Lastly, the copy number of each event in the filtered call set was inferred by rounding the average normalized read counts in each individual to the nearest integer. The normalized read count is defined as 2 × (read count)/(mean read count over the genome).

Simulated data sets for evaluating performance of EWT

To evaluate the performance of EWT, we generated simulated data from chromosomes 1 and X of the male individual NA18507. First, we filtered out all gaps, segmental duplications, telomeres/centromeres, and regions with known CNVs from five publicly available sets of calls, that is, those from Kidd et al. (2008), the Database of Genomic Variants (projects.tcag.ca/variation/), Iafrate et al. (2004) and Bentley et al. (2008), the Genome Structural Variation Consortium (GSV), and McCarroll et al. (2008). After filtering, we obtained 1,975,278 100-bp windows from chromosome 1 and 1,238,607 100-bp windows from chromosome X.

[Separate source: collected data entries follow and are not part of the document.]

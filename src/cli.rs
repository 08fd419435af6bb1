use clap::Parser;

use crate::codec::Endian;

#[derive(Parser, Debug)]
#[command(name = "seekio")]
#[command(version)]
#[command(about = "Inspect files, archives and URLs through random-access reads", long_about = None)]
#[command(after_help = "Examples:\n  \
  seekio -i image.tif.gz                 show the store kind and decoded length\n  \
  seekio -o 0x100 -n 64 data.bin.bz2     dump 64 bytes at offset 0x100\n  \
  seekio -L --u32 4 -o 4 image.tif       read four little-endian u32 values\n  \
  seekio -f '\\n' https://example.com/a  print the first line of a remote file\n  \
  seekio -l bundle.zip                   list the members of a zip archive")]
pub struct Cli {
    /// File path, archive or HTTP URL
    #[arg(value_name = "ID")]
    pub id: String,

    /// Show the store kind and length
    #[arg(short = 'i', long)]
    pub info: bool,

    /// List zip members instead of reading
    #[arg(short = 'l')]
    pub list: bool,

    /// Zip member to read (default: the one named like the archive)
    #[arg(short = 'e', long, value_name = "NAME")]
    pub entry: Option<String>,

    /// Offset to start reading at (decimal or 0x hex)
    #[arg(short = 'o', long, default_value = "0", value_parser = parse_offset)]
    pub offset: u64,

    /// Bytes to dump
    #[arg(short = 'n', long, default_value_t = 256)]
    pub count: u64,

    /// Decode values as little-endian
    #[arg(short = 'L', long)]
    pub little: bool,

    /// Read this many unsigned 16-bit values
    #[arg(long, value_name = "N", conflicts_with_all = ["u32", "find"])]
    pub u16: Option<usize>,

    /// Read this many unsigned 32-bit values
    #[arg(long, value_name = "N", conflicts_with = "find")]
    pub u32: Option<usize>,

    /// Print text up to and including a terminator (\n, \r, \t, \0 escapes allowed)
    #[arg(short = 'f', long, value_name = "TERMINATOR")]
    pub find: Option<String>,

    /// Quiet mode
    #[arg(short = 'q', action = clap::ArgAction::Count)]
    pub quiet: u8,
}

impl Cli {
    pub fn is_http_url(&self) -> bool {
        crate::location::is_url(&self.id)
    }

    pub fn is_quiet(&self) -> bool {
        self.quiet > 0
    }

    pub fn order(&self) -> Endian {
        Endian::from_little(self.little)
    }

    pub fn terminator(&self) -> Option<String> {
        self.find.as_deref().map(unescape)
    }
}

/// Parse a decimal or `0x`-prefixed hexadecimal offset.
pub fn parse_offset(s: &str) -> Result<u64, String> {
    let parsed = match s.strip_prefix("0x").or_else(|| s.strip_prefix("0X")) {
        Some(hex) => u64::from_str_radix(hex, 16),
        None => s.parse(),
    };
    parsed.map_err(|e| format!("invalid offset {s:?}: {e}"))
}

/// Expand `\n`, `\r`, `\t`, `\0` and `\\`.
pub fn unescape(s: &str) -> String {
    let mut out = String::with_capacity(s.len());
    let mut chars = s.chars();
    while let Some(c) = chars.next() {
        if c != '\\' {
            out.push(c);
            continue;
        }
        match chars.next() {
            Some('n') => out.push('\n'),
            Some('r') => out.push('\r'),
            Some('t') => out.push('\t'),
            Some('0') => out.push('\0'),
            Some(other) => out.push(other),
            None => out.push('\\'),
        }
    }
    out
}

/// One line of a hex dump: offset, up to 16 bytes, and their printable form.
pub fn hex_row(offset: u64, bytes: &[u8]) -> String {
    let mut hex = String::with_capacity(48);
    for (i, b) in bytes.iter().enumerate() {
        if i == 8 {
            hex.push(' ');
        }
        hex.push_str(&format!("{b:02x} "));
    }
    let ascii: String = bytes
        .iter()
        .map(|&b| if b.is_ascii_graphic() || b == b' ' { b as char } else { '.' })
        .collect();
    format!("{offset:08x}  {hex:<49} |{ascii}|")
}

/// Format a byte size into a human-readable string.
pub fn format_size(size: u64) -> String {
    const KB: u64 = 1024;
    const MB: u64 = KB * 1024;
    const GB: u64 = MB * 1024;

    if size >= GB {
        format!("{:.2} GB", size as f64 / GB as f64)
    } else if size >= MB {
        format!("{:.2} MB", size as f64 / MB as f64)
    } else if size >= KB {
        format!("{:.2} KB", size as f64 / KB as f64)
    } else {
        format!("{} bytes", size)
    }
}

#[cfg(test)]
mod tests {
    use super::*;

    #[test]
    fn offsets_accept_hex() {
        assert_eq!(parse_offset("0x100"), Ok(256));
        assert_eq!(parse_offset("42"), Ok(42));
        assert!(parse_offset("0xzz").is_err());
    }

    #[test]
    fn escapes_expand() {
        assert_eq!(unescape(r"a\nb\0\\"), "a\nb\0\\");
    }

    #[test]
    fn hex_rows_pad_short_lines() {
        let full = hex_row(0, b"0123456789abcdef");
        let short = hex_row(16, b"AB\n");
        assert_eq!(full.find('|'), short.find('|'));
        assert!(short.starts_with("00000010  41 42 0a "));
        assert!(short.ends_with("|AB.|"));
    }

    #[test]
    fn sizes_pick_a_unit() {
        assert_eq!(format_size(500), "500 bytes");
        assert_eq!(format_size(1536), "1.50 KB");
        assert_eq!(format_size(1048576), "1.00 MB");
    }

    #[test]
    fn cli_parses() {
        let cli = Cli::parse_from(["seekio", "-L", "--u32", "2", "-o", "0x10", "a.bin"]);
        assert_eq!(cli.offset, 16);
        assert_eq!(cli.u32, Some(2));
        assert_eq!(cli.order(), Endian::Little);
    }
}
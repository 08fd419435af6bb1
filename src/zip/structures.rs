use byteorder::{LittleEndian, ReadBytesExt};
use std::io::Cursor;

use crate::error::{Error, Result};

/// ZIP compression methods
#[derive(Debug, Clone, Copy, PartialEq, Eq)]
pub enum CompressionMethod {
    Stored,
    Deflate,
    Unknown(u16),
}

impl CompressionMethod {
    pub fn from_u16(value: u16) -> Self {
        match value {
            0 => CompressionMethod::Stored,
            8 => CompressionMethod::Deflate,
            _ => CompressionMethod::Unknown(value),
        }
    }
}

fn check_record(data: &[u8], size: usize, signature: &[u8], what: &str) -> Result<()> {
    if data.len() < size || &data[0..4] != signature {
        return Err(Error::InvalidZip(format!("bad {what} record")));
    }
    Ok(())
}

/// End of Central Directory (EOCD) - 22 bytes minimum
pub struct EndOfCentralDirectory {
    pub disk_entries: u16,
    pub total_entries: u16,
    pub cd_size: u32,
    pub cd_offset: u32,
    pub comment_len: u16,
}

impl EndOfCentralDirectory {
    pub const SIGNATURE: &'static [u8] = b"PK\x05\x06";
    pub const SIZE: usize = 22;

    pub fn from_bytes(data: &[u8]) -> Result<Self> {
        check_record(data, Self::SIZE, Self::SIGNATURE, "end of central directory")?;
        // skip signature and the two disk numbers
        let mut cursor = Cursor::new(&data[8..]);
        Ok(Self {
            disk_entries: cursor.read_u16::<LittleEndian>()?,
            total_entries: cursor.read_u16::<LittleEndian>()?,
            cd_size: cursor.read_u32::<LittleEndian>()?,
            cd_offset: cursor.read_u32::<LittleEndian>()?,
            comment_len: cursor.read_u16::<LittleEndian>()?,
        })
    }

    pub fn is_zip64(&self) -> bool {
        self.disk_entries == 0xFFFF
            || self.total_entries == 0xFFFF
            || self.cd_size == 0xFFFFFFFF
            || self.cd_offset == 0xFFFFFFFF
    }
}

/// ZIP64 End of Central Directory Locator - 20 bytes
pub struct Zip64EOCDLocator {
    pub eocd64_offset: u64,
}

impl Zip64EOCDLocator {
    pub const SIGNATURE: &'static [u8] = b"PK\x06\x07";
    pub const SIZE: usize = 20;

    pub fn from_bytes(data: &[u8]) -> Result<Self> {
        check_record(data, Self::SIZE, Self::SIGNATURE, "zip64 locator")?;
        let mut cursor = Cursor::new(&data[8..]);
        Ok(Self {
            eocd64_offset: cursor.read_u64::<LittleEndian>()?,
        })
    }
}

/// ZIP64 End of Central Directory - 56 bytes minimum
pub struct Zip64EOCD {
    pub total_entries: u64,
    pub cd_size: u64,
    pub cd_offset: u64,
}

impl Zip64EOCD {
    pub const SIGNATURE: &'static [u8] = b"PK\x06\x06";
    pub const MIN_SIZE: usize = 56;

    pub fn from_bytes(data: &[u8]) -> Result<Self> {
        check_record(data, Self::MIN_SIZE, Self::SIGNATURE, "zip64 end of central directory")?;
        // total entries sits after the record size, versions and disk fields
        let mut cursor = Cursor::new(&data[32..]);
        Ok(Self {
            total_entries: cursor.read_u64::<LittleEndian>()?,
            cd_size: cursor.read_u64::<LittleEndian>()?,
            cd_offset: cursor.read_u64::<LittleEndian>()?,
        })
    }
}

/// Central Directory File Header (CDFH) - 46 bytes minimum
pub const CDFH_SIGNATURE: &[u8] = b"PK\x01\x02";

/// Local File Header (LFH) - 30 bytes
pub const LFH_SIGNATURE: &[u8] = b"PK\x03\x04";
pub const LFH_SIZE: usize = 30;

/// One member of an archive, as described by the central directory.
#[derive(Debug, Clone, PartialEq, Eq)]
pub struct ZipFileEntry {
    pub file_name: String,
    pub compression_method: CompressionMethod,
    pub compressed_size: u64,
    pub uncompressed_size: u64,
    pub crc32: u32,
    pub lfh_offset: u64,
    pub is_directory: bool,
}

impl ZipFileEntry {
    /// The part of the name after the last `/`.
    pub fn base_name(&self) -> &str {
        self.file_name
            .rsplit('/')
            .next()
            .unwrap_or(&self.file_name)
    }
}
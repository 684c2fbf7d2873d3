use rust_decimal::Decimal;
use serde::{Deserialize, Serialize};
use tokio::sync::mpsc;
use tracing::{info, warn};

/// Events the gateway emits as payment attempts move through their
/// lifecycle. Events carry ids and amounts only, never token material.
#[derive(Debug, Clone, Serialize, Deserialize)]
pub enum Event {
    PaymentSettled {
        order_id: String,
        processor_order_id: String,
        amount: Decimal,
        currency: String,
        captured: bool,
    },
    PaymentFailed {
        order_id: String,
        message: String,
    },
    RefundProcessed {
        order_id: String,
        processor_order_id: String,
    },
    TransactionCaptured {
        order_id: String,
        processor_order_id: String,
    },
    TransactionVoided {
        order_id: String,
        processor_order_id: String,
    },
    SubscriptionCreated {
        order_id: String,
        processor_subscription_id: String,
    },
    SubscriptionCancelled {
        order_id: String,
        processor_subscription_id: String,
    },
}

#[derive(Debug, Clone)]
pub struct EventSender {
    sender: mpsc::Sender<Event>,
}

impl EventSender {
    pub fn new(sender: mpsc::Sender<Event>) -> Self {
        Self { sender }
    }

    /// Sends an event asynchronously. Event delivery is best-effort and
    /// never blocks a payment flow.
    pub async fn send(&self, event: Event) -> Result<(), String> {
        self.sender
            .send(event)
            .await
            .map_err(|e| format!("Failed to send event: {}", e))
    }

    /// Send and log on failure instead of propagating it.
    pub async fn send_logged(&self, event: Event) {
        if let Err(e) = self.send(event).await {
            warn!(error = %e, "failed to emit gateway event");
        }
    }
}

/// Consumes gateway events and records them in the operator log.
pub async fn process_events(mut receiver: mpsc::Receiver<Event>) {
    while let Some(event) = receiver.recv().await {
        match &event {
            Event::PaymentSettled {
                order_id,
                processor_order_id,
                amount,
                currency,
                captured,
            } => info!(
                %order_id,
                %processor_order_id,
                %amount,
                %currency,
                captured,
                "payment settled"
            ),
            Event::PaymentFailed { order_id, message } => {
                info!(%order_id, %message, "payment failed")
            }
            Event::RefundProcessed {
                order_id,
                processor_order_id,
            } => info!(%order_id, %processor_order_id, "refund processed"),
            Event::TransactionCaptured {
                order_id,
                processor_order_id,
            } => info!(%order_id, %processor_order_id, "transaction captured"),
            Event::TransactionVoided {
                order_id,
                processor_order_id,
            } => info!(%order_id, %processor_order_id, "transaction voided"),
            Event::SubscriptionCreated {
                order_id,
                processor_subscription_id,
            } => info!(%order_id, %processor_subscription_id, "subscription created"),
            Event::SubscriptionCancelled {
                order_id,
                processor_subscription_id,
            } => info!(%order_id, %processor_subscription_id, "subscription cancelled"),
        }
    }
}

To evaluate type-I error, we generated 1000 simulations of normal copy number by randomizing the positions of all windows from chromosome 1, and we made CNV calls by EWT for each replicate.

To evaluate type-II error, we generated deletions by sampling 100-bp windows from chromosome X and implanting them into segments of normal copy number randomly sampled from chromosome 1. For each of 1000 replicates, we selected 100,000 “normal” windows corresponding to 10 Mbp from chromosome 1 and a set of nine “deletion” segments of size 200 bp, 300 bp, 400 bp, 500 bp, 700 bp, 1 kbp, 2.5 kbp, 5 kbp, and 10 kbp sampled from chromosome X. Then we inserted “deletions” into nine fixed positions.

Results

Baseline distribution of read counts

The basic assumption for detecting CNVs using RD analysis is that the reads are randomly sampled with equal probability from any location on the test genome. Under this assumption and an additional assumption that the reads are sampled independently, the count of reads that are mapped into a window of the reference genome follows a Poisson distribution. Note that by the central limit theorem, the distribution should approach normality as coverage of the genome increases, or as the window-size is increased (thus giving larger counts). Bentley et al. (2008) has reported previously that coverage by the Illumina Genome Analyzer platform follows a pattern of Poisson distribution with slight overdispersion. We have observed a similar pattern in all individuals from this study (see Supplemental materials). We confirmed this behavior by directly examining several broad genomic regions with means corresponding to copy numbers of 1, 2, and 3 (for illustrative examples, see Fig. 3), and observed a linear relationship between coverage and copy number. We also observed an overdispersion factor of ~4 (Supplemental Table 1). Furthermore, as expected, counts in 100-bp windows from 30× coverage are sufficiently high that the counts begin to approximate a normal distribution as shown in the Supplemental Figure 1.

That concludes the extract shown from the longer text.